= Task details =
Write out every line below that includes the word "bail".

= Exercise inputs =
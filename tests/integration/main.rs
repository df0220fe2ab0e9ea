//! punchd integration test harness.
//!
//! Every test runs its own server in-process on loopback: the rendezvous
//! socket and the monitor both bind port 0, so tests never collide and need
//! no privileges.
//!
//!   cargo test --test integration

use std::net::SocketAddr;
use std::sync::Arc;
use std::time::{Duration, Instant};

use anyhow::{bail, Context, Result};
use tokio::net::{TcpListener, UdpSocket};
use tokio::sync::broadcast;
use tokio::task::JoinHandle;

use punch_api::{ApiState, Credentials};
use punch_core::wire::{handshake_datagram, resolve_datagram, PeerKey, MAX_UDP_PAYLOAD};
use punch_services::{OpenRegistration, PeerRegistry, ProtocolStats};
use punchd::{bind_socket, ListenerError, ListenerSettings, RendezvousHandler, UdpListener};

mod monitor;
mod rendezvous;

// ── Harness ───────────────────────────────────────────────────────────────────

pub const MONITOR_USER: &str = "admin";
pub const MONITOR_PASS: &str = "s3cret";

/// How long to wait for anything the server should do promptly.
pub const PATIENCE: Duration = Duration::from_secs(2);

/// A running punchd: rendezvous listener plus monitor.
pub struct TestServer {
    pub udp_addr: SocketAddr,
    pub http_addr: SocketAddr,
    pub registry: PeerRegistry,
    pub stats: ProtocolStats,
    shutdown: broadcast::Sender<()>,
    listener: JoinHandle<Result<(), ListenerError>>,
    monitor: JoinHandle<Result<()>>,
}

impl TestServer {
    pub async fn start(capacity: usize) -> Result<Self> {
        let registry = PeerRegistry::new(capacity);
        let stats = ProtocolStats::new();
        let (shutdown, _) = broadcast::channel(1);

        let socket = bind_socket("127.0.0.1:0".parse()?, 0)?;
        let handler = RendezvousHandler::new(
            registry.clone(),
            Arc::new(OpenRegistration),
            stats.clone(),
        );
        let listener = UdpListener::new(
            socket,
            handler,
            ListenerSettings::default(),
            stats.clone(),
            shutdown.subscribe(),
        );
        let udp_addr = listener.local_addr()?;
        let listener = tokio::spawn(listener.run());

        let tcp = TcpListener::bind("127.0.0.1:0").await?;
        let http_addr = tcp.local_addr()?;
        let state = ApiState {
            registry: registry.clone(),
            stats: stats.clone(),
            udp_port: udp_addr.port(),
            web_port: http_addr.port(),
            started_at: Instant::now(),
            credentials: Arc::new(Credentials::new(MONITOR_USER, MONITOR_PASS)),
        };
        let monitor = tokio::spawn(punch_api::serve_listener(tcp, state, shutdown.subscribe()));

        Ok(Self {
            udp_addr,
            http_addr,
            registry,
            stats,
            shutdown,
            listener,
            monitor,
        })
    }

    pub fn url(&self, path: &str) -> String {
        format!("http://{}{}", self.http_addr, path)
    }

    /// Signal shutdown and wait for both tasks. Fails if either did not
    /// stop cleanly.
    pub async fn stop(self) -> Result<()> {
        let _ = self.shutdown.send(());
        tokio::time::timeout(PATIENCE, self.listener)
            .await
            .context("listener did not stop")??
            .context("listener returned an error")?;
        tokio::time::timeout(PATIENCE, self.monitor)
            .await
            .context("monitor did not stop")???;
        Ok(())
    }

    /// Block until `key` is registered at `addr`.
    pub async fn wait_registered(&self, key: &PeerKey, addr: SocketAddr) -> Result<()> {
        let deadline = Instant::now() + PATIENCE;
        loop {
            // enumerate, not lookup: waiting must not change eviction order
            let registered = self
                .registry
                .enumerate()
                .iter()
                .any(|e| e.record.key() == *key && SocketAddr::V4(e.record.addr()) == addr);
            if registered {
                return Ok(());
            }
            if Instant::now() > deadline {
                bail!("{} never registered at {addr}", key.short());
            }
            tokio::time::sleep(Duration::from_millis(5)).await;
        }
    }
}

/// A client socket on loopback.
pub async fn client() -> Result<UdpSocket> {
    Ok(UdpSocket::bind("127.0.0.1:0").await?)
}

pub fn key(fill: u8) -> PeerKey {
    PeerKey([fill; 32])
}

/// Register `key` from `socket` and wait until the server has it.
pub async fn register(server: &TestServer, socket: &UdpSocket, key: &PeerKey) -> Result<()> {
    socket.send_to(&handshake_datagram(key), server.udp_addr).await?;
    server.wait_registered(key, socket.local_addr()?).await
}

/// Send raw bytes and wait for one reply.
pub async fn exchange(server: &TestServer, socket: &UdpSocket, datagram: &[u8]) -> Result<Vec<u8>> {
    socket.send_to(datagram, server.udp_addr).await?;
    let mut buf = vec![0u8; MAX_UDP_PAYLOAD];
    let (len, from) = tokio::time::timeout(PATIENCE, socket.recv_from(&mut buf))
        .await
        .context("no reply from server")??;
    assert_eq!(from, server.udp_addr, "reply came from the wrong address");
    buf.truncate(len);
    Ok(buf)
}

/// Resolve `keys` and return the raw reply.
pub async fn resolve(server: &TestServer, socket: &UdpSocket, keys: &[PeerKey]) -> Result<Vec<u8>> {
    exchange(server, socket, &resolve_datagram(keys)).await
}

= Exercise answer =
use anyhow::{bail, Context, Result};
                bail!("{} never registered at {addr}", key.short());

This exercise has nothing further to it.